Previously, the press release went on to say, “we have argued that for any two-sided risk ACO program to succeed there first must be a sustainable business model for the one-sided track. Most providers will not select a two-sided track without a positive experience in a one-sided risk program. Our surveys have shown that two-thirds of the ACOs will not sign a second three-year contract that puts them at financial risk if significant improvements are not made in the one-sided Track 1. NAACOS CEO, Clif Gaus, says, ‘Why not fix the program for 99 percent of the ACOs before it is too late? Since CMS is receiving substantial savings from the one-sided ACOs, why is it so important to push everyone to the two-sided risk tracks?’”

The NAACOS press release statement added that, “Beyond $705 million in cost savings, one-sided risk ACOs have also demonstrated in the first 20 months of the program significant improvement in the quality of care for Medicare beneficiaries. Our surveys have shown physician groups and hospitals have accomplished this with a substantial investment of their own capital and operating funds totaling almost a $1 billion to date. While CMS states half of the 220 first year ACOs saved money, only 52 actually received shared savings and that amount was only 50 percent of the total savings achieved. 'We hope the comment letters from NAACOS and the other major healthcare organizations in the country will convince CMS to make large-scale improvements to the ACO program,' said Stephen Nuckolls, Chair, NAACOS Policy Committee and CEO, Coastal Carolina Quality Care, Inc.”

And the press release provided an additional quote from CEO Gaus, who said that “NAACOS believes that ACOs continue to be the most promising market-based solution to improving quality and lowering healthcare cost growth.
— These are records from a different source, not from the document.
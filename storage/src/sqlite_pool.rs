//! SQLite connection pool wrapper for the storage crate.

use std::str::FromStr;

use sqlx::sqlite::{SqliteConnectOptions, SqlitePoolOptions};
use sqlx::SqlitePool;
use tracing::info;

use crate::schema::init_schema;

/// Manages a single SQLite pool; creates the DB file if missing and the schema on first use.
#[derive(Clone)]
pub struct SqlitePoolManager {
    pool: SqlitePool,
}

impl SqlitePoolManager {
    /// Creates a pool for the given database URL.
    ///
    /// Accepts `sqlite:` URLs (including `sqlite::memory:`) and plain file paths.
    /// In-memory databases get a single long-lived connection so every query sees the same data.
    pub async fn new(database_url: &str) -> Result<Self, sqlx::Error> {
        info!("Initializing SQLite pool: {}", database_url);

        let options = if database_url.starts_with("sqlite:") {
            SqliteConnectOptions::from_str(database_url)?
        } else {
            SqliteConnectOptions::new().filename(database_url.trim_start_matches("file:"))
        }
        .create_if_missing(true)
        .foreign_keys(true);

        let pool_options = if database_url.contains(":memory:") {
            SqlitePoolOptions::new()
                .max_connections(1)
                .idle_timeout(None)
                .max_lifetime(None)
        } else {
            SqlitePoolOptions::new().max_connections(5)
        };

        let pool = pool_options.connect_with(options).await?;
        init_schema(&pool).await?;

        Ok(Self { pool })
    }

    /// Returns the underlying pool for running queries.
    pub fn pool(&self) -> &SqlitePool {
        &self.pool
    }
}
We hope to work with CMS, the Administration and the Congress to make further adjustments to the program so that more Medicare beneficiaries and providers are able to participate and benefit from the program's success."

The press release noted that other associations that co-signed the letter to CMS included the American Academy of Family Practice, American College of Physicians, American Medical Association, American Medical Group Association, Association of American Medical Colleges, Medical Group Management Association, National Coalition on Health Care, Premier healthcare alliance, Trinity Health, and Universal American Collaborative Health Systems.
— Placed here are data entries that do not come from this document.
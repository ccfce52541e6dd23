//! # SQLite Vector Store
//!
//! Persistent [`VectorStore`]. Embeddings are stored as little-endian `f32` BLOBs and
//! metadata as a JSON TEXT column. Similarity search loads every embedding and ranks
//! them by cosine similarity in process; there is no ANN index.

use std::cmp::Ordering;
use std::str::FromStr;

use async_trait::async_trait;
use chrono::{DateTime, Utc};
use memory_core::{cosine_similarity, ScoredDocument, VectorDocument, VectorStore};
use serde_json::{Map, Value};
use sqlx::sqlite::{SqliteConnectOptions, SqlitePoolOptions, SqliteRow};
use sqlx::{Row, SqlitePool};
use tracing::{debug, info};
use uuid::Uuid;

#[derive(Clone)]
pub struct SQLiteVectorStore {
    pool: SqlitePool,
}

impl SQLiteVectorStore {
    /// Opens (or creates) the store at `database_url`: a file path or a `sqlite:` URL.
    pub async fn new(database_url: &str) -> Result<Self, anyhow::Error> {
        info!("Opening SQLite vector store: {}", database_url);

        let options = if database_url.starts_with("sqlite:") {
            SqliteConnectOptions::from_str(database_url)?
        } else {
            SqliteConnectOptions::new().filename(database_url)
        }
        .create_if_missing(true);

        let pool_options = if database_url.contains(":memory:") {
            SqlitePoolOptions::new()
                .max_connections(1)
                .idle_timeout(None)
                .max_lifetime(None)
        } else {
            SqlitePoolOptions::new().max_connections(5)
        };
        let pool = pool_options.connect_with(options).await?;

        let store = Self { pool };
        store.init_schema().await?;
        Ok(store)
    }

    async fn init_schema(&self) -> Result<(), anyhow::Error> {
        sqlx::query(
            r#"
            CREATE TABLE IF NOT EXISTS vector_documents (
                id TEXT PRIMARY KEY,
                content TEXT NOT NULL,
                metadata TEXT NOT NULL DEFAULT '{}',
                embedding BLOB NOT NULL,
                created_at TEXT NOT NULL
            )
            "#,
        )
        .execute(&self.pool)
        .await?;
        Ok(())
    }

    fn encode_embedding(embedding: &[f32]) -> Vec<u8> {
        embedding.iter().flat_map(|f| f.to_le_bytes()).collect()
    }

    fn decode_embedding(blob: &[u8]) -> Vec<f32> {
        blob.chunks_exact(4)
            .map(|chunk| f32::from_le_bytes([chunk[0], chunk[1], chunk[2], chunk[3]]))
            .collect()
    }

    fn row_to_document(row: &SqliteRow) -> Result<VectorDocument, anyhow::Error> {
        let id: String = row.try_get("id")?;
        let metadata: String = row.try_get("metadata")?;
        let embedding: Vec<u8> = row.try_get("embedding")?;
        let created_at: DateTime<Utc> = row.try_get("created_at")?;

        let metadata = match serde_json::from_str::<Value>(&metadata)? {
            Value::Object(map) => map,
            _ => Map::new(),
        };

        Ok(VectorDocument {
            id: Uuid::from_str(&id)?,
            content: row.try_get("content")?,
            metadata,
            embedding: Self::decode_embedding(&embedding),
            created_at,
        })
    }

    async fn insert<'e, E>(executor: E, document: &VectorDocument) -> Result<(), anyhow::Error>
    where
        E: sqlx::Executor<'e, Database = sqlx::Sqlite>,
    {
        sqlx::query(
            r#"
            INSERT OR REPLACE INTO vector_documents (id, content, metadata, embedding, created_at)
            VALUES (?1, ?2, ?3, ?4, ?5)
            "#,
        )
        .bind(document.id.to_string())
        .bind(document.content.clone())
        .bind(serde_json::to_string(&document.metadata)?)
        .bind(Self::encode_embedding(&document.embedding))
        .bind(document.created_at)
        .execute(executor)
        .await?;
        Ok(())
    }
}

#[async_trait]
impl VectorStore for SQLiteVectorStore {
    async fn add(&self, document: VectorDocument) -> Result<(), anyhow::Error> {
        Self::insert(&self.pool, &document).await
    }

    async fn add_batch(&self, documents: Vec<VectorDocument>) -> Result<(), anyhow::Error> {
        let mut tx = self.pool.begin().await?;
        for document in &documents {
            Self::insert(&mut *tx, document).await?;
        }
        tx.commit().await?;
        debug!(count = documents.len(), "Vector documents added");
        Ok(())
    }

    async fn delete(&self, id: Uuid) -> Result<bool, anyhow::Error> {
        let result = sqlx::query("DELETE FROM vector_documents WHERE id = ?1")
            .bind(id.to_string())
            .execute(&self.pool)
            .await?;
        Ok(result.rows_affected() > 0)
    }

    async fn similarity_search(
        &self,
        query_embedding: &[f32],
        limit: usize,
    ) -> Result<Vec<ScoredDocument>, anyhow::Error> {
        let rows = sqlx::query(
            "SELECT id, content, metadata, embedding, created_at FROM vector_documents",
        )
        .fetch_all(&self.pool)
        .await?;

        let mut scored = rows
            .iter()
            .map(|row| {
                let document = Self::row_to_document(row)?;
                Ok(ScoredDocument {
                    score: cosine_similarity(query_embedding, &document.embedding),
                    document,
                })
            })
            .collect::<Result<Vec<_>, anyhow::Error>>()?;

        scored.sort_by(|a, b| b.score.partial_cmp(&a.score).unwrap_or(Ordering::Equal));
        scored.truncate(limit);
        Ok(scored)
    }

    async fn count(&self) -> Result<usize, anyhow::Error> {
        let (count,): (i64,) = sqlx::query_as("SELECT COUNT(*) FROM vector_documents")
            .fetch_one(&self.pool)
            .await?;
        Ok(count as usize)
    }
}

#[cfg(test)]
mod tests {
    use super::*;
    use serde_json::json;

    /// **Test: Documents and metadata survive reopening a file-backed store.**
    #[tokio::test]
    async fn test_persists_across_reopen() {
        let temp_dir = tempfile::tempdir().unwrap();
        let path = temp_dir.path().join("vectors.db");
        let url = path.to_str().unwrap();

        let mut metadata = Map::new();
        metadata.insert("source".into(), json!("faq.md"));
        let document = VectorDocument::new("Refunds take 5 days", metadata, vec![0.25, -1.5, 3.0]);
        {
            let store = SQLiteVectorStore::new(url).await.unwrap();
            store.add(document.clone()).await.unwrap();
        }

        let store = SQLiteVectorStore::new(url).await.unwrap();
        assert_eq!(store.count().await.unwrap(), 1);
        let results = store.similarity_search(&[0.25, -1.5, 3.0], 5).await.unwrap();
        assert_eq!(results.len(), 1);
        assert_eq!(results[0].document.embedding, vec![0.25, -1.5, 3.0]);
        assert_eq!(results[0].document.metadata["source"], "faq.md");
        assert!((results[0].score - 1.0).abs() < 1e-6);
    }

    /// **Test: Batch insert plus ranking and delete on an in-memory store.**
    #[tokio::test]
    async fn test_batch_rank_delete() {
        let store = SQLiteVectorStore::new("sqlite::memory:").await.unwrap();
        let near = VectorDocument::new("near", Map::new(), vec![1.0, 0.1]);
        let far = VectorDocument::new("far", Map::new(), vec![-1.0, 0.0]);
        let near_id = near.id;
        store.add_batch(vec![far, near]).await.unwrap();

        let results = store.similarity_search(&[1.0, 0.0], 1).await.unwrap();
        assert_eq!(results[0].document.content, "near");

        assert!(store.delete(near_id).await.unwrap());
        assert!(!store.delete(near_id).await.unwrap());
        assert_eq!(store.count().await.unwrap(), 1);
    }
}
“We are at a pivotal point in the MSSP, particularly given Health and Human Services’ announcement last week about accelerating the provider transition to advanced payment models such as ACOs,” Blair Childs, Premier senior vice president of public affairs, said in a statement released by the Charlotte, N.C.-based Premier healthcare alliance. “In order to ensure growing program participation, it is essential that CMS provide more choices and greater incentives to ensure the right risk-reward balance. Moreover, we believe CMS should provide choices in minimum savings rates, which will level the playing field for smaller ACOs, as well as those in areas with historically low healthcare spending. Last, because beneficiaries have the right to seek care from any provider that accepts Medicare, we need more current, actionable data that give ACOs an opportunity to coordinate care and avoid unnecessary services.” 
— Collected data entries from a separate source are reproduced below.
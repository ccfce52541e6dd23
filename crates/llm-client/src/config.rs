//! LLM configuration: trait and env-based implementation.

use anyhow::{bail, Context, Result};
use std::env;

/// LLM configuration interface for OpenAI-compatible APIs.
pub trait LlmConfig: Send + Sync {
    fn api_key(&self) -> &str;
    fn base_url(&self) -> &str;
    fn model(&self) -> &str;
    fn temperature(&self) -> f32;
}

/// LLM config loaded from environment variables.
#[derive(Debug, Clone)]
pub struct EnvLlmConfig {
    pub openai_api_key: String,
    pub openai_base_url: String,
    pub llm_model: String,
    pub llm_temperature: f32,
}

impl LlmConfig for EnvLlmConfig {
    fn api_key(&self) -> &str {
        &self.openai_api_key
    }
    fn base_url(&self) -> &str {
        &self.openai_base_url
    }
    fn model(&self) -> &str {
        &self.llm_model
    }
    fn temperature(&self) -> f32 {
        self.llm_temperature
    }
}

impl EnvLlmConfig {
    /// Load from environment variables.
    ///
    /// `LLM_MODEL` wins over the legacy `MODEL`; temperature defaults to 0.3.
    pub fn from_env() -> Result<Self> {
        let openai_api_key = env::var("OPENAI_API_KEY").context("OPENAI_API_KEY not set")?;
        let openai_base_url = env::var("OPENAI_BASE_URL")
            .unwrap_or_else(|_| "https://api.openai.com/v1".to_string());
        let llm_model = env::var("LLM_MODEL")
            .or_else(|_| env::var("MODEL"))
            .unwrap_or_else(|_| crate::openai_llm::DEFAULT_MODEL.to_string());
        let llm_temperature = match env::var("LLM_TEMPERATURE") {
            Ok(raw) => raw
                .trim()
                .parse::<f32>()
                .with_context(|| format!("LLM_TEMPERATURE is not a number: {}", raw))?,
            Err(_) => 0.3,
        };

        let config = Self {
            openai_api_key,
            openai_base_url,
            llm_model,
            llm_temperature,
        };
        config.validate()?;
        Ok(config)
    }

    pub fn validate(&self) -> Result<()> {
        if self.openai_api_key.trim().is_empty() {
            bail!("OPENAI_API_KEY is empty");
        }
        if !(0.0..=2.0).contains(&self.llm_temperature) {
            bail!(
                "LLM_TEMPERATURE must be within [0, 2], got {}",
                self.llm_temperature
            );
        }
        Ok(())
    }
}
Anders Gilberg, MGMA senior vice president, government affairs, also chimed in with a prepared statement: “Without significant improvements to the Medicare Shared Savings ACO program, the longevity of the program is in serious doubt. A majority of existing ACOs will not participate beyond the first three-year contract period if CMS doesn’t modify existing rules to create a more balanced incentive structure and increase flexibility for ACOs to assume additional financial risk.”